O cenário atual do consumo também diverge de episódios anteriores de desoneração. Segundo a Pesquisa Nacional de Endividamento e Inadimplência do Consumidor (Peic), 82% das famílias brasileiras estão endividadas, contra menos de 60% em 2012. O especialista em investimentos Augusto Parente aponta que o crédito para a compra de bens duráveis está mais caro, comprometendo a renda do consumidor.
Outros fatores externos influenciam os preços finais. A alta do petróleo e de commodities como aço e alumínio, impulsionada por tensões no Oriente Médio, pressiona os custos de frete e energia. No setor de veículos, a concorrência com fabricantes chinesas teve impacto mais direto nos valores; um levantamento da Bright Consulting indicou queda de 3,5% no preço médio de carros novos em 2026, passando de R$ 157,7 mil para R$ 152,1 mil.
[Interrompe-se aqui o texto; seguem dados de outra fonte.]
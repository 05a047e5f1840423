//! Buffer pool for page caching.
//!
//! The buffer pool caches pages from the storage backend in a fixed set of
//! frames, with LRU-K replacement and RAII-based access guards.
//!
//! # Example
//!
//! ```no_run
//! use burrow::storage::{BufferPool, BufferPoolConfig, MemoryStorage};
//!
//! # async fn example() {
//! let storage = MemoryStorage::new();
//! let pool = BufferPool::new(storage, BufferPoolConfig::default());
//!
//! // Allocate and write a new page
//! let guard = pool.new_page().await.unwrap();
//! let page_id = guard.page_id();
//! let mut guard = guard.upgrade_write().await;
//! guard[0..5].copy_from_slice(b"hello");
//! drop(guard); // Unpins and marks dirty
//!
//! // Read the page back
//! let guard = pool.fetch_page_read(page_id).await.unwrap();
//! assert_eq!(&guard[0..5], b"hello");
//! # }
//! ```

mod error;
mod frame;
mod guard;
mod pool;
mod replacer;

pub use error::BufferPoolError;
pub use frame::FrameId;
pub use guard::{PageGuard, PageReadGuard, PageWriteGuard};
pub use pool::{BufferPool, BufferPoolConfig};
pub use replacer::{AccessType, LruKReplacer, ReplacerError};
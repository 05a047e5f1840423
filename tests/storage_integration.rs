//! Integration tests for the storage backends and the disk scheduler.

use std::sync::Arc;

use burrow::storage::{
    DiskRequest, DiskScheduler, FileStorage, MemoryStorage, PageData, PageId, Storage, PAGE_SIZE,
};
use tempfile::tempdir;
use tokio::sync::oneshot;

/// Generic backend exercise: write, read back, zero-fill semantics.
async fn test_backend_basic<S: Storage>(storage: S) {
    let mut buf = vec![0u8; PAGE_SIZE];
    buf[0] = 0xDE;
    buf[1] = 0xAD;
    buf[PAGE_SIZE - 1] = 0xEF;
    storage.write_page(PageId::new(3), &buf).await.unwrap();
    assert_eq!(storage.page_count().await, 4);

    let mut read_buf = vec![0u8; PAGE_SIZE];
    storage.read_page(PageId::new(3), &mut read_buf).await.unwrap();
    assert_eq!(read_buf, buf);

    // Pages in the gap and beyond the end read back as zeroes.
    storage.read_page(PageId::new(1), &mut read_buf).await.unwrap();
    assert!(read_buf.iter().all(|&b| b == 0));
    storage.read_page(PageId::new(99), &mut read_buf).await.unwrap();
    assert!(read_buf.iter().all(|&b| b == 0));

    storage.sync_all().await.unwrap();
}

#[tokio::test]
async fn test_memory_storage_basic() {
    test_backend_basic(MemoryStorage::new()).await;
}

#[tokio::test]
async fn test_file_storage_basic() {
    let dir = tempdir().unwrap();
    let storage = FileStorage::open(dir.path().join("test.db")).await.unwrap();
    test_backend_basic(storage).await;
}

fn page_request(
    is_write: bool,
    page_id: PageId,
    fill: u8,
) -> (
    DiskRequest,
    oneshot::Receiver<Result<PageData, burrow::storage::StorageError>>,
) {
    let (done, rx) = oneshot::channel();
    let mut data = PageData::new();
    if is_write {
        data.as_mut_slice().fill(fill);
    }
    (
        DiskRequest {
            is_write,
            data,
            page_id,
            done,
        },
        rx,
    )
}

/// Two writes to the same page scheduled in order: after both completions,
/// the page holds the second write.
#[tokio::test]
async fn test_scheduler_fifo_same_page() {
    let dir = tempdir().unwrap();
    let storage = Arc::new(FileStorage::open(dir.path().join("test.db")).await.unwrap());
    let scheduler = DiskScheduler::new(Arc::clone(&storage));

    let (write_a, done_a) = page_request(true, PageId::new(1), b'A');
    let (write_b, done_b) = page_request(true, PageId::new(1), b'B');
    scheduler.schedule(write_a);
    scheduler.schedule(write_b);
    done_a.await.unwrap().unwrap();
    done_b.await.unwrap().unwrap();

    let (read, done_read) = page_request(false, PageId::new(1), 0);
    scheduler.schedule(read);
    let data = done_read.await.unwrap().unwrap();
    assert!(data.as_slice().iter().all(|&b| b == b'B'));

    scheduler.shutdown().await;
}

/// A burst of interleaved reads and writes across pages completes in
/// submission order per page.
#[tokio::test]
async fn test_scheduler_interleaved_burst() {
    let storage = Arc::new(MemoryStorage::new());
    let scheduler = DiskScheduler::new(Arc::clone(&storage));

    let mut completions = Vec::new();
    for round in 0..4u8 {
        for page in 0..8u32 {
            let (req, rx) = page_request(true, PageId::new(page), round * 10 + page as u8);
            scheduler.schedule(req);
            completions.push(rx);
        }
    }
    for rx in completions {
        rx.await.unwrap().unwrap();
    }

    // Last round wins on every page.
    for page in 0..8u32 {
        let (req, rx) = page_request(false, PageId::new(page), 0);
        scheduler.schedule(req);
        let data = rx.await.unwrap().unwrap();
        assert!(data.as_slice().iter().all(|&b| b == 30 + page as u8));
    }

    scheduler.shutdown().await;
}
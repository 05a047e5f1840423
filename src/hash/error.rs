//! Hash index errors.

use crate::storage::BufferPoolError;

/// Errors that can occur during hash index operations.
#[derive(Debug)]
pub enum HashTableError {
    /// Underlying buffer pool failure (exhaustion or I/O).
    Buffer(BufferPoolError),

    /// The construction parameters do not fit the fixed page layouts.
    InvalidConfig(String),
}

impl std::fmt::Display for HashTableError {
    fn fmt(&self, f: &mut std::fmt::Formatter<'_>) -> std::fmt::Result {
        match self {
            HashTableError::Buffer(e) => write!(f, "buffer pool error: {}", e),
            HashTableError::InvalidConfig(msg) => write!(f, "invalid configuration: {}", msg),
        }
    }
}

impl std::error::Error for HashTableError {
    fn source(&self) -> Option<&(dyn std::error::Error + 'static)> {
        match self {
            HashTableError::Buffer(e) => Some(e),
            _ => None,
        }
    }
}

impl From<BufferPoolError> for HashTableError {
    fn from(e: BufferPoolError) -> Self {
        HashTableError::Buffer(e)
    }
}
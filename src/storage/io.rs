//! Page I/O backend implementations.
//!
//! This module provides the `Storage` trait for page-based I/O operations,
//! along with MemoryStorage and FileStorage implementations.

mod file;
mod memory;

pub use file::FileStorage;
pub use memory::MemoryStorage;

use super::error::StorageError;
use super::page::PageId;

/// Page I/O backend trait for page-based storage.
///
/// This trait defines the interface for reading and writing 4KB pages using
/// caller-owned buffers. Implementations include:
/// - `io::MemoryStorage`: In-memory storage
/// - `io::FileStorage`: Disk-backed storage using tokio::fs
///
/// # Design Decisions
///
/// 1. **Async trait**: Uses `async fn` (Rust 1.75+) for compatibility with
///    tokio. File I/O is inherently blocking, so FileStorage uses tokio::fs.
///
/// 2. **Caller-owned buffers**: Storage reads and writes raw bytes only.
///    Memory management is the responsibility of the caller (the buffer
///    pool's disk scheduler).
///
/// 3. **Allocation lives above this layer**: page identifiers are produced by
///    the buffer pool's monotone allocator. A write beyond the current end of
///    the store extends it; a read of a page that was never written zero-fills
///    the buffer and succeeds. This is what makes "page created in memory,
///    evicted clean, fetched later" well-defined.
///
/// 4. **No caching**: caching is the responsibility of the buffer pool.
///
/// # Thread Safety
///
/// Implementations must be thread-safe (Send + Sync). The buffer pool handles
/// page-level locking; this trait handles only raw I/O.
pub trait Storage: Send + Sync {
    /// Reads a page into a caller-provided buffer.
    ///
    /// A page that was never written reads back as all zeroes.
    ///
    /// # Errors
    ///
    /// Returns `StorageError::InvalidBufferSize` if `buf.len() != PAGE_SIZE`.
    fn read_page(
        &self,
        page_id: PageId,
        buf: &mut [u8],
    ) -> impl std::future::Future<Output = Result<(), StorageError>> + Send;

    /// Writes a page from a caller-provided buffer, extending the store if
    /// the page lies beyond its current end.
    ///
    /// # Errors
    ///
    /// Returns `StorageError::InvalidBufferSize` if `buf.len() != PAGE_SIZE`.
    fn write_page(
        &self,
        page_id: PageId,
        buf: &[u8],
    ) -> impl std::future::Future<Output = Result<(), StorageError>> + Send;

    /// Returns the number of pages materialized in the store.
    fn page_count(&self) -> impl std::future::Future<Output = usize> + Send;

    /// Syncs all pending writes to physical disk (fsync).
    ///
    /// For io::MemoryStorage, this is a no-op.
    /// For io::FileStorage, this calls `sync_all()` to ensure durability.
    fn sync_all(&self) -> impl std::future::Future<Output = Result<(), StorageError>> + Send;
}
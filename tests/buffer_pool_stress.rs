//! Buffer pool stress test with concurrent random access.
//!
//! Simulates realistic concurrent access with:
//! - Multiple workers performing random read/write operations
//! - A pool far smaller than the page set, so evictions are constant
//! - Additive write model for deterministic verification
//! - Seeded RNGs so failures reproduce

use std::sync::{Arc, Mutex};

use burrow::storage::{BufferPool, BufferPoolConfig, FileStorage, PageId, PAGE_SIZE};
use rand::rngs::StdRng;
use rand::{Rng, SeedableRng};
use tempfile::TempDir;

/// Test context containing shared resources.
struct TestContext {
    pool: BufferPool<FileStorage>,
    page_ids: Vec<PageId>,
    write_log: Mutex<Vec<WriteRecord>>,
    config: TestConfig,
    _temp_dir: TempDir, // Keep temp directory alive
}

/// Configuration for the stress test.
#[derive(Debug, Clone)]
struct TestConfig {
    /// Number of frames in the buffer pool.
    pool_size: usize,
    /// Total number of pages.
    total_pages: usize,
    /// Number of concurrent worker tasks.
    num_workers: usize,
    /// Number of operations each worker performs.
    ops_per_worker: usize,
}

impl Default for TestConfig {
    fn default() -> Self {
        Self {
            pool_size: 16,
            total_pages: 64,
            num_workers: 8,
            ops_per_worker: 150,
        }
    }
}

/// A record of a write operation for verification.
#[derive(Debug, Clone, Copy)]
struct WriteRecord {
    /// Which page was written.
    page_index: usize,
    /// Byte range within the page.
    offset: usize,
    length: usize,
    /// Value added to each byte in the range.
    add_value: u8,
}

/// A single worker performing random reads and additive writes.
async fn worker_task(ctx: Arc<TestContext>, seed: u64) {
    let mut rng = StdRng::seed_from_u64(seed);

    for _ in 0..ctx.config.ops_per_worker {
        let page_index = rng.gen_range(0..ctx.config.total_pages);
        let page_id = ctx.page_ids[page_index];
        let is_write = rng.gen_bool(0.3);

        if is_write {
            let offset = rng.gen_range(0..PAGE_SIZE);
            let length = rng.gen_range(1..=(PAGE_SIZE - offset).min(256));
            let record = WriteRecord {
                page_index,
                offset,
                length,
                add_value: rng.r#gen(),
            };

            // The write latch makes the read-modify-write atomic, so the
            // final state is order-independent.
            let mut guard = ctx.pool.fetch_page_write(page_id).await.unwrap();
            for i in record.offset..record.offset + record.length {
                guard[i] = guard[i].wrapping_add(record.add_value);
            }
            drop(guard);

            ctx.write_log.lock().unwrap().push(record);
        } else {
            let guard = ctx.pool.fetch_page_read(page_id).await.unwrap();
            let _byte = guard[rng.gen_range(0..PAGE_SIZE)];
        }

        tokio::task::yield_now().await;
    }
}

/// Replays the write log against a zeroed model and compares every byte.
async fn verify_final_state(ctx: &TestContext) {
    ctx.pool.flush_all().await.expect("flush_all failed");

    let mut expected = vec![vec![0u8; PAGE_SIZE]; ctx.config.total_pages];
    {
        let log = ctx.write_log.lock().unwrap();
        for record in log.iter() {
            let page = &mut expected[record.page_index];
            for i in record.offset..record.offset + record.length {
                page[i] = page[i].wrapping_add(record.add_value);
            }
        }
    }

    for (page_index, &page_id) in ctx.page_ids.iter().enumerate() {
        let guard = ctx.pool.fetch_page_read(page_id).await.unwrap();
        assert_eq!(
            &guard[..],
            &expected[page_index][..],
            "page {} diverged from the write log",
            page_index
        );
    }
}

#[tokio::test(flavor = "multi_thread", worker_threads = 4)]
async fn test_buffer_pool_stress_concurrent_access() {
    let config = TestConfig::default();

    let temp_dir = tempfile::tempdir().expect("failed to create temp directory");
    let storage = FileStorage::open(temp_dir.path().join("stress.db"))
        .await
        .expect("failed to open FileStorage");

    let pool = BufferPool::new(
        storage,
        BufferPoolConfig {
            pool_size: config.pool_size,
            replacer_k: 2,
        },
    );

    // Materialize all pages up front.
    let mut page_ids = Vec::with_capacity(config.total_pages);
    for _ in 0..config.total_pages {
        let guard = pool.new_page().await.unwrap();
        page_ids.push(guard.page_id());
    }

    let ctx = Arc::new(TestContext {
        pool,
        page_ids,
        write_log: Mutex::new(Vec::new()),
        config,
        _temp_dir: temp_dir,
    });

    let mut handles = Vec::new();
    for index in 0..ctx.config.num_workers {
        let ctx = Arc::clone(&ctx);
        let seed = index as u64 * 12345; // Deterministic seed per worker
        handles.push(tokio::spawn(async move { worker_task(ctx, seed).await }));
    }

    for (i, handle) in handles.into_iter().enumerate() {
        handle
            .await
            .unwrap_or_else(|e| panic!("worker {} panicked: {:?}", i, e));
    }

    verify_final_state(&ctx).await;
}
//! Bucket page of the extendible hash index.

use bytes::{Buf, BufMut};

use super::codec::{Comparator, FixedLen};
use crate::storage::PAGE_SIZE;

/// Bytes occupied by the size and max_size fields.
pub const BUCKET_HEADER_LEN: usize = 8;

/// A bucket page: a bounded, sorted array of key/value entries.
///
/// Entries are kept in comparator order so lookup is a binary search and the
/// split partition walk is a single pass.
///
/// Layout:
///
/// ```text
/// +----------+----------+----------------------------+---------+
/// |   size   | max_size | entries[max_size] of (K,V) | padding |
/// |  (u32)   |  (u32)   |    (fixed width each)      |         |
/// +----------+----------+----------------------------+---------+
/// ```
#[derive(Debug)]
pub struct BucketPage<K, V> {
    max_size: u32,
    entries: Vec<(K, V)>,
}

impl<K: FixedLen, V: FixedLen> BucketPage<K, V> {
    /// The largest `max_size` whose entry array fits in one page.
    pub fn capacity_limit() -> u32 {
        ((PAGE_SIZE - BUCKET_HEADER_LEN) / (K::ENCODED_LEN + V::ENCODED_LEN)) as u32
    }

    /// Creates an empty bucket.
    ///
    /// # Panics
    ///
    /// Panics if `max_size` is zero or the entry array would not fit in a
    /// page.
    pub fn new(max_size: u32) -> Self {
        assert!(max_size > 0, "bucket max_size must be > 0");
        assert!(
            max_size <= Self::capacity_limit(),
            "bucket max_size {} exceeds page capacity {}",
            max_size,
            Self::capacity_limit()
        );
        Self {
            max_size,
            entries: Vec::with_capacity(max_size as usize),
        }
    }

    /// Decodes a bucket from page bytes.
    pub fn read_from(mut buf: &[u8]) -> Self {
        let size = buf.get_u32_le();
        let max_size = buf.get_u32_le();
        let entries = (0..size)
            .map(|_| {
                let key = K::decode(&mut buf);
                let value = V::decode(&mut buf);
                (key, value)
            })
            .collect();
        Self { max_size, entries }
    }

    /// Encodes the bucket into page bytes.
    pub fn write_to(&self, mut buf: &mut [u8]) {
        buf.put_u32_le(self.entries.len() as u32);
        buf.put_u32_le(self.max_size);
        for (key, value) in &self.entries {
            key.encode(&mut buf);
            value.encode(&mut buf);
        }
    }

    /// Number of stored entries.
    pub fn size(&self) -> usize {
        self.entries.len()
    }

    /// Capacity of this bucket.
    pub fn max_size(&self) -> u32 {
        self.max_size
    }

    /// True when no further entry fits.
    pub fn is_full(&self) -> bool {
        self.entries.len() >= self.max_size as usize
    }

    /// True when the bucket holds no entries.
    pub fn is_empty(&self) -> bool {
        self.entries.is_empty()
    }

    /// Binary-searches for a key: `Ok(index)` when present, `Err(index)` with
    /// the sorted insertion point when absent.
    pub fn key_index<C: Comparator<K>>(&self, key: &K, cmp: &C) -> Result<usize, usize> {
        self.entries
            .binary_search_by(|(entry_key, _)| cmp.compare(entry_key, key))
    }

    /// Looks up the value stored under a key.
    pub fn lookup<C: Comparator<K>>(&self, key: &K, cmp: &C) -> Option<&V> {
        self.key_index(key, cmp)
            .ok()
            .map(|idx| &self.entries[idx].1)
    }

    /// Inserts an entry at its sorted position.
    ///
    /// Fails when the bucket is full or the key is already present.
    pub fn insert<C: Comparator<K>>(&mut self, key: K, value: V, cmp: &C) -> bool {
        if self.is_full() {
            return false;
        }
        match self.key_index(&key, cmp) {
            Ok(_) => false,
            Err(idx) => {
                self.entries.insert(idx, (key, value));
                true
            }
        }
    }

    /// Removes the entry stored under a key, shifting later entries left.
    pub fn remove<C: Comparator<K>>(&mut self, key: &K, cmp: &C) -> bool {
        match self.key_index(key, cmp) {
            Ok(idx) => {
                self.entries.remove(idx);
                true
            }
            Err(_) => false,
        }
    }

    /// Takes all entries out, leaving the bucket empty. Used by splits.
    pub fn take_entries(&mut self) -> Vec<(K, V)> {
        std::mem::take(&mut self.entries)
    }

    /// Replaces the entry array wholesale. The entries must already be in
    /// comparator order; used by splits.
    ///
    /// # Panics
    ///
    /// Panics if more entries are supplied than the bucket can hold.
    pub fn replace_entries(&mut self, entries: Vec<(K, V)>) {
        assert!(entries.len() <= self.max_size as usize);
        self.entries = entries;
    }
}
A fase operacional da Reforma Tributária começa em janeiro de 2027, extinguindo gradualmente PIS, Cofins, IPI, ICMS e ISS. O IPI terá alíquota zero para a maioria dos produtos, exceto para preservar a competitividade da Zona Franca de Manaus. O Imposto Seletivo incidirá sobre itens prejudiciais à saúde ou ao meio ambiente.